Stored data entries:
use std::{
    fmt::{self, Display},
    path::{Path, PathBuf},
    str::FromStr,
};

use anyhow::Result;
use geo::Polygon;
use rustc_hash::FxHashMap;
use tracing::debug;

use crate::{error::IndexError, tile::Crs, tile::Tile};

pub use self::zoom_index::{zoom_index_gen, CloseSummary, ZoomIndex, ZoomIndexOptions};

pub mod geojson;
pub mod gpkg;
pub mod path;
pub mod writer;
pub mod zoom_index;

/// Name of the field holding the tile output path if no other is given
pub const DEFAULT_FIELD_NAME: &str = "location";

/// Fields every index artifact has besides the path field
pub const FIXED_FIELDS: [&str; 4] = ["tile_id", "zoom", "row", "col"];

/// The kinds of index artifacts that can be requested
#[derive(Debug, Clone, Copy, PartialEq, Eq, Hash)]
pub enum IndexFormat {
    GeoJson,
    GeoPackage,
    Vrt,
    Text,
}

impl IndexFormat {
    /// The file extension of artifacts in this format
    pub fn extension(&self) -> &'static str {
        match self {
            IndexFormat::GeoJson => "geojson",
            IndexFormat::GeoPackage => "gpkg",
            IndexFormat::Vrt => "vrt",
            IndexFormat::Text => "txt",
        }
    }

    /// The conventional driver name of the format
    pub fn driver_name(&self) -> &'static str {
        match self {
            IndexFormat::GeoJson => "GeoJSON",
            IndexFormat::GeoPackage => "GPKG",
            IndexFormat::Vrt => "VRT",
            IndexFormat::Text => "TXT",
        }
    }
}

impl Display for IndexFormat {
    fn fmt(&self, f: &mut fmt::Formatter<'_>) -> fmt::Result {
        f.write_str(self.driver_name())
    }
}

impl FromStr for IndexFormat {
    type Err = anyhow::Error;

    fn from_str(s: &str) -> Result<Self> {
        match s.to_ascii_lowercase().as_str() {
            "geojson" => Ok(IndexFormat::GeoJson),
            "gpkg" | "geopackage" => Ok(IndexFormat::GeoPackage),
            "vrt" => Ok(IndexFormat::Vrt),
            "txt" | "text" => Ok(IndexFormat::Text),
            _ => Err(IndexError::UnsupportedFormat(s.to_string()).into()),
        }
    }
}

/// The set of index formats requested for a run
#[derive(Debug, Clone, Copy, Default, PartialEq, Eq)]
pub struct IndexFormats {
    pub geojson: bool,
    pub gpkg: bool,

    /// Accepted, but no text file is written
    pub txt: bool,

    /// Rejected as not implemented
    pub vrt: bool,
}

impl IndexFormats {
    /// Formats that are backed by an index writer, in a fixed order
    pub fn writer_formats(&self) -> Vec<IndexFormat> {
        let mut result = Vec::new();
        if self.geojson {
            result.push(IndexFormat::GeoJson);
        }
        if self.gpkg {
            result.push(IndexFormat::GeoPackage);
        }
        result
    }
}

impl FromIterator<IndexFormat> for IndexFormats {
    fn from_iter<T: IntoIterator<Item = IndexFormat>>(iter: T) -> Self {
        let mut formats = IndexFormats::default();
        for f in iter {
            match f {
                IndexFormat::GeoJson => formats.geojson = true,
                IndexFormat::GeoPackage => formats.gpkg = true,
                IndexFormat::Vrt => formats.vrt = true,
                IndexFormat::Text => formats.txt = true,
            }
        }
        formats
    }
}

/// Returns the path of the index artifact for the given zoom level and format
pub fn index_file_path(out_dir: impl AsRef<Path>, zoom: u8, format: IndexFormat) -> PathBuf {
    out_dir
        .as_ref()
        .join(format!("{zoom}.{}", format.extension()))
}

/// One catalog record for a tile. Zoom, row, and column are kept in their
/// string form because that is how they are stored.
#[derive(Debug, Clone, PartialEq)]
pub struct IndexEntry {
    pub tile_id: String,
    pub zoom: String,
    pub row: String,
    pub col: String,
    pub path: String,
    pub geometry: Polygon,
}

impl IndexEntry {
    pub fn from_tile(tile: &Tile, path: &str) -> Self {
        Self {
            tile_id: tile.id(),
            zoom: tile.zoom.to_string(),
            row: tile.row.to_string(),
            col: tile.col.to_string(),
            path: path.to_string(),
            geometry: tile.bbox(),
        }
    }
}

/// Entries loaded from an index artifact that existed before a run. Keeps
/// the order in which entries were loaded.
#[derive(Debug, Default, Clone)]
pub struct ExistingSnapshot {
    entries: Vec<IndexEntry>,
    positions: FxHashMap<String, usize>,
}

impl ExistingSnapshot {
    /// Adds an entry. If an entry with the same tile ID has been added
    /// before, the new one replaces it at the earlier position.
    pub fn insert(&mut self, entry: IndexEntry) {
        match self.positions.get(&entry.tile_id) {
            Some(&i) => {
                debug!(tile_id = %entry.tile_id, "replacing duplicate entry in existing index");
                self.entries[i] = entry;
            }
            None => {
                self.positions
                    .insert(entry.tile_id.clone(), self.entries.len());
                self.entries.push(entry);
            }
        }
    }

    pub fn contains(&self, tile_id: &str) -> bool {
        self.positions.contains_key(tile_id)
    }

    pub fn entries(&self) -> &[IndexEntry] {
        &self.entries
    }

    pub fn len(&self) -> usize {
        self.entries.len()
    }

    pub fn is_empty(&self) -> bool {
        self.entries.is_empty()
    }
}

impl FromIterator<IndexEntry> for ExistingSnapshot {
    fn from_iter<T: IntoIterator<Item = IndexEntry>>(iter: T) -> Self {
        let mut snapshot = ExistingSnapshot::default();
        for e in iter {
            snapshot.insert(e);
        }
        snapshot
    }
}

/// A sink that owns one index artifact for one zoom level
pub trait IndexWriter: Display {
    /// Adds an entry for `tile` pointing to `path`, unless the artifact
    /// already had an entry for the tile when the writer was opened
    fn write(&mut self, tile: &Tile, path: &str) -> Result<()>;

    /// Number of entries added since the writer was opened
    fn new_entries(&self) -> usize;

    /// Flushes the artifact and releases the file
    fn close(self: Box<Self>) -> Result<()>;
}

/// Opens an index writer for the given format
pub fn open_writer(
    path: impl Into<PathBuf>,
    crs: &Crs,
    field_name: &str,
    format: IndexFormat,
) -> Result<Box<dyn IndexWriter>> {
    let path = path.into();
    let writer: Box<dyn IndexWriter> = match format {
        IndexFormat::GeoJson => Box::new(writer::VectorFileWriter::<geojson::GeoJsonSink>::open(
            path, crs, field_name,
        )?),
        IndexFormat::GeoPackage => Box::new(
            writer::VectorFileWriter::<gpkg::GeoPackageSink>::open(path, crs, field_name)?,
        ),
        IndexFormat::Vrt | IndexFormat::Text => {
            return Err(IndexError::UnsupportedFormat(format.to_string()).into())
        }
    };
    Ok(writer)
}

--

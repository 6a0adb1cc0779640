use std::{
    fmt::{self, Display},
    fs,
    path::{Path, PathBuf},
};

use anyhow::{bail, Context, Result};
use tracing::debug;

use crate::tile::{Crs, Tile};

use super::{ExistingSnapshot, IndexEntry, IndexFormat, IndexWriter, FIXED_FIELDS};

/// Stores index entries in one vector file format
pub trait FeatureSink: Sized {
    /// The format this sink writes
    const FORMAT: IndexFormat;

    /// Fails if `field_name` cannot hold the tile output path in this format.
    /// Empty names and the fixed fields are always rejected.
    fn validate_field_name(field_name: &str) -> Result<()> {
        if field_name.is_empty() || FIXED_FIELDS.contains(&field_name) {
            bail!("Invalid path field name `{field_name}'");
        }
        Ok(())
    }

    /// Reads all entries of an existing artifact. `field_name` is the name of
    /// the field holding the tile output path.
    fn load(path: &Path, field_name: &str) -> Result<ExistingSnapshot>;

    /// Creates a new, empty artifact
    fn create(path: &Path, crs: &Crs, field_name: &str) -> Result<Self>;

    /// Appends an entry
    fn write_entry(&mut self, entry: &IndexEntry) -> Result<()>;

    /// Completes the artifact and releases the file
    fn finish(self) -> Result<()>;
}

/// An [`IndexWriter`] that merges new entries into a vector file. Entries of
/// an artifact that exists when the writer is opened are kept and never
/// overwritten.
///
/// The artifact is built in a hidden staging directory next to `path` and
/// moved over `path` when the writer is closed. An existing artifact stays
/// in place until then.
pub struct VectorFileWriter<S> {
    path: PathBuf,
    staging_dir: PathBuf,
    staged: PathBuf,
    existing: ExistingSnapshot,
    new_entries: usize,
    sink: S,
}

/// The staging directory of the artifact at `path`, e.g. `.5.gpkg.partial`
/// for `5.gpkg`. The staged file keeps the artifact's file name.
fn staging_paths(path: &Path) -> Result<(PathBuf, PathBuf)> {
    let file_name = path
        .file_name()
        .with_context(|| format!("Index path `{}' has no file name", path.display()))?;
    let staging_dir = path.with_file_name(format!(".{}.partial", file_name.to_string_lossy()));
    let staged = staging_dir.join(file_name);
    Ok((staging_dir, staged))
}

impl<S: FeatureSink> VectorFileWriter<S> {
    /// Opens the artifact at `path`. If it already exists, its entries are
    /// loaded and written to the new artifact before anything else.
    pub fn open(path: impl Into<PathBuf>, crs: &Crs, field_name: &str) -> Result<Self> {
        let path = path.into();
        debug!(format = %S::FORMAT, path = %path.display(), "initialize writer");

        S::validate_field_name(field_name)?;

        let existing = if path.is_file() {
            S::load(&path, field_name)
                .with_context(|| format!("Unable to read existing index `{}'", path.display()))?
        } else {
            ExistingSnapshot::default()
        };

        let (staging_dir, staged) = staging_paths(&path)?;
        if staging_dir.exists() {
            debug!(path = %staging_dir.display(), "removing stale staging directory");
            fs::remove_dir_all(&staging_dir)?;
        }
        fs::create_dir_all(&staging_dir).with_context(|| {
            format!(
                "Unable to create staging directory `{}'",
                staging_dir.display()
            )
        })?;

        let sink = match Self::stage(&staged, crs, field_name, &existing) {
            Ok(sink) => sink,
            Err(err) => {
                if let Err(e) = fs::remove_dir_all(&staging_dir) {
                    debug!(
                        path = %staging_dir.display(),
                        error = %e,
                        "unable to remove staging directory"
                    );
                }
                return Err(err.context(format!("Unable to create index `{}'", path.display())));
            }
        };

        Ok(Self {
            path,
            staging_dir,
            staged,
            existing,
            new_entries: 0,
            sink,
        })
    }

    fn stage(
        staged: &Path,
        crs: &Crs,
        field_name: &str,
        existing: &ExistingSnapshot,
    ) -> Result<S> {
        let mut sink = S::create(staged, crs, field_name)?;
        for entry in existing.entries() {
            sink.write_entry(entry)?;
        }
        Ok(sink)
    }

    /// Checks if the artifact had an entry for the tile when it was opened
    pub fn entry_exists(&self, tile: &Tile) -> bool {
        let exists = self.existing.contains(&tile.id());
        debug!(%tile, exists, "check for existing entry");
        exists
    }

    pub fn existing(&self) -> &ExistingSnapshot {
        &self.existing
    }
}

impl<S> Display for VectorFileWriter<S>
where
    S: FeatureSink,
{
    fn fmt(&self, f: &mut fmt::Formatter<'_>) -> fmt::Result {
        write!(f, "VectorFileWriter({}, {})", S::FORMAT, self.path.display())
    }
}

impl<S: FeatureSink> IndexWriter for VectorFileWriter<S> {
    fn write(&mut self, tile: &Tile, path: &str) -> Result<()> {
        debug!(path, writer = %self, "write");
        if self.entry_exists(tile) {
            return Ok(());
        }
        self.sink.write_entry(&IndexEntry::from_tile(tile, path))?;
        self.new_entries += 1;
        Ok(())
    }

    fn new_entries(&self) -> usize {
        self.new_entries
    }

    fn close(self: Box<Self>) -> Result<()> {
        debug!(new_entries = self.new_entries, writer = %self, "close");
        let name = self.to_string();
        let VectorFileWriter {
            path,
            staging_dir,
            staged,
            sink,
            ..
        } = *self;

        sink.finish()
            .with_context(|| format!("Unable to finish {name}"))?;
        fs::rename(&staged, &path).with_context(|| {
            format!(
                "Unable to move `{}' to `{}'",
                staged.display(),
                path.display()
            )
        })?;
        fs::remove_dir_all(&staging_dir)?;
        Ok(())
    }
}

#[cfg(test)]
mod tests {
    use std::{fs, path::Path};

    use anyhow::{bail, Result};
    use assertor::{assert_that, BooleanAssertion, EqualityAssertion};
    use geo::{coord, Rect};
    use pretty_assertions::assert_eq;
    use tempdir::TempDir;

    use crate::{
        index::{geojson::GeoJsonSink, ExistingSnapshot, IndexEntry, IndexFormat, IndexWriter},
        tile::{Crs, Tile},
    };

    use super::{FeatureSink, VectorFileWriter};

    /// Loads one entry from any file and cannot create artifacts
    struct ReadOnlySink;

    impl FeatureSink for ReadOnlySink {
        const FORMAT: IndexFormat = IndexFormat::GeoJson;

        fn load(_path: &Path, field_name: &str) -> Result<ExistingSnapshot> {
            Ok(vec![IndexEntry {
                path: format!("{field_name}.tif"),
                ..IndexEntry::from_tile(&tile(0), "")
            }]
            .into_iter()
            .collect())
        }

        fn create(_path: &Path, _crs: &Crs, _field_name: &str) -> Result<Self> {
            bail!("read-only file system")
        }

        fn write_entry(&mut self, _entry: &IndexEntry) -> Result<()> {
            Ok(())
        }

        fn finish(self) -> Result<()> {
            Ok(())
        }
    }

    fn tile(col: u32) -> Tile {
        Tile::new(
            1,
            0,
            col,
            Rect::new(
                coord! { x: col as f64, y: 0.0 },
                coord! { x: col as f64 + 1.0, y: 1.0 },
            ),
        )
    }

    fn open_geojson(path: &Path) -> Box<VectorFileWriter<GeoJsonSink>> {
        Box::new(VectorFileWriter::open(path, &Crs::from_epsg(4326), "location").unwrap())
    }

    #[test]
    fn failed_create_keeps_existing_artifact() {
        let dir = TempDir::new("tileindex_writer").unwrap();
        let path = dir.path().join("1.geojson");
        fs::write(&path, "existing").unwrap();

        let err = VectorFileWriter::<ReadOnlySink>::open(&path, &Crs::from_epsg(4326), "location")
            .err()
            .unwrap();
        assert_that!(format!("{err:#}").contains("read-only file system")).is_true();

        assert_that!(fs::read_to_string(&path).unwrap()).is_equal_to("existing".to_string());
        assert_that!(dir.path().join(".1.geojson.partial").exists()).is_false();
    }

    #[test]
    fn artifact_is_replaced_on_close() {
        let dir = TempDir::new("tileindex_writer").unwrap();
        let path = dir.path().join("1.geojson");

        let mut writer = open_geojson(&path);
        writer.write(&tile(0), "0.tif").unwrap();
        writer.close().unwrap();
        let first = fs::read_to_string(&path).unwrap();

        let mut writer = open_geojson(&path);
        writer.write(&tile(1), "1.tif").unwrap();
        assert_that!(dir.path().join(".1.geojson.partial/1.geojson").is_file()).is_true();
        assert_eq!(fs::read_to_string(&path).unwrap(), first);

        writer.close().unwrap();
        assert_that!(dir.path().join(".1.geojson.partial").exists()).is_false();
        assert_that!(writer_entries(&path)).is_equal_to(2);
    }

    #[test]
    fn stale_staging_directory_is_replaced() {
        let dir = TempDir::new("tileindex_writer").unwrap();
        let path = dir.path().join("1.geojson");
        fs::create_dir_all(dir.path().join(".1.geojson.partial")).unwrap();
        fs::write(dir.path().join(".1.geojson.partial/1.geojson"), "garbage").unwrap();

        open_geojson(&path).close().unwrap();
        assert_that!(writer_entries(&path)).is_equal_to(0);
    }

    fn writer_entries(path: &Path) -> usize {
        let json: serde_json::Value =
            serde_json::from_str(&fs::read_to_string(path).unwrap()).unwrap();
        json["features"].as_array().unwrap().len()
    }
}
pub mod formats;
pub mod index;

* * *

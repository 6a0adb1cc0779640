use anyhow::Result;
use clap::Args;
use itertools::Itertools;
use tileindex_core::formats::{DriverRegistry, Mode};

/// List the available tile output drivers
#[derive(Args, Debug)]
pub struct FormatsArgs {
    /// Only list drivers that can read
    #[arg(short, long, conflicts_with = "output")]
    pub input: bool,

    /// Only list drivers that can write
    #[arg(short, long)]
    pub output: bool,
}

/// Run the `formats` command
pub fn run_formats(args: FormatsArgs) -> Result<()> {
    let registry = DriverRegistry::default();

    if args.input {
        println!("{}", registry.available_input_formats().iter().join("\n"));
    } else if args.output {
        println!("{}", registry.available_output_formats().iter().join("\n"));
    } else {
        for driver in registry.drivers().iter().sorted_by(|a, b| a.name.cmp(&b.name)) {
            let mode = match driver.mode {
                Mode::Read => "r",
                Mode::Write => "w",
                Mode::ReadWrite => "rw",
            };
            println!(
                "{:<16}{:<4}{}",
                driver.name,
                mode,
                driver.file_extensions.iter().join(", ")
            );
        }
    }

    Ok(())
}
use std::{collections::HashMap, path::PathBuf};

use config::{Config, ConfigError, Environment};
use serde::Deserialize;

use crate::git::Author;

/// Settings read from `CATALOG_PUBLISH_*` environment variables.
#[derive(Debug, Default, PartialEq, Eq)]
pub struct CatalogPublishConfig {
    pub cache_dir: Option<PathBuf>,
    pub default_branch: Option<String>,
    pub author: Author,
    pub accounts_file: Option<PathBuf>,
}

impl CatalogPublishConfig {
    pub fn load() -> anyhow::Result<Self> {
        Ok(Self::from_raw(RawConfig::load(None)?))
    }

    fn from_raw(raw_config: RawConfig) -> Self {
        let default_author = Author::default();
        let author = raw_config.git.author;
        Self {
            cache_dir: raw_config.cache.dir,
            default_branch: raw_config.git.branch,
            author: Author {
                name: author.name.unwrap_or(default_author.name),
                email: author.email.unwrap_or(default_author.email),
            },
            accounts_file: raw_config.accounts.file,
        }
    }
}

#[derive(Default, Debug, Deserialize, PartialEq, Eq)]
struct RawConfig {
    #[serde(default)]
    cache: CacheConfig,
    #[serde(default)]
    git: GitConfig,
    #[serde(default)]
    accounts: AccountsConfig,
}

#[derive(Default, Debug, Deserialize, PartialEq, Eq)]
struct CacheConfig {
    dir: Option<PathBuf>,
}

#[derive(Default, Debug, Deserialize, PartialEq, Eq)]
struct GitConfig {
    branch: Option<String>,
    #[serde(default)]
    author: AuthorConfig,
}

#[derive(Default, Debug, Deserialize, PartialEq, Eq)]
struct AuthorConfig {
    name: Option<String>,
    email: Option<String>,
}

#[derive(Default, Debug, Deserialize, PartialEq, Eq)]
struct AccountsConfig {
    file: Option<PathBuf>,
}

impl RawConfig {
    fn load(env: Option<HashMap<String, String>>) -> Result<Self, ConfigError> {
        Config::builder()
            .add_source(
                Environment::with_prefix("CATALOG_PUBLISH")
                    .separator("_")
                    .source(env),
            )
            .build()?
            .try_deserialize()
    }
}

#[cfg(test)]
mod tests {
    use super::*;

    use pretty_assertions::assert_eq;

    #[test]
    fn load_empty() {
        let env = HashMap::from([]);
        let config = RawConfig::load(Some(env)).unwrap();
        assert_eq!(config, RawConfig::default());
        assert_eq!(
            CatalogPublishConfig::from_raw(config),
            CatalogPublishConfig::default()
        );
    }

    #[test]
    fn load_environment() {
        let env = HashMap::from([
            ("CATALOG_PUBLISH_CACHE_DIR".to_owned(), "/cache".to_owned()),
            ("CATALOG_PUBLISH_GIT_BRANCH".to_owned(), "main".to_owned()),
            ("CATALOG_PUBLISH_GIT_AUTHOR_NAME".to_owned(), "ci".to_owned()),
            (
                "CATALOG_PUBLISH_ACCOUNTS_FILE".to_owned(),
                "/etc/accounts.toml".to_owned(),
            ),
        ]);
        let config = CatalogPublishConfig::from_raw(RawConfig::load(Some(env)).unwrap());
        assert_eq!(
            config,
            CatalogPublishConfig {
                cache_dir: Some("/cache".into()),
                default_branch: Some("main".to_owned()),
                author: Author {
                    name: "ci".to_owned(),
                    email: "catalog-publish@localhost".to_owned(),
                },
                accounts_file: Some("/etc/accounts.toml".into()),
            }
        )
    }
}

### EXERCISE DIRECTIONS
Find each line in the records above that contains "struct", and copy it.

### EXERCISE OUTPUT
pub struct IndexFormats {
pub struct IndexEntry {
pub struct ExistingSnapshot {
pub struct VectorFileWriter<S> {
    struct ReadOnlySink;
pub struct FormatsArgs {
pub struct CatalogPublishConfig {
struct RawConfig {
struct CacheConfig {
struct GitConfig {
struct AuthorConfig {
struct AccountsConfig {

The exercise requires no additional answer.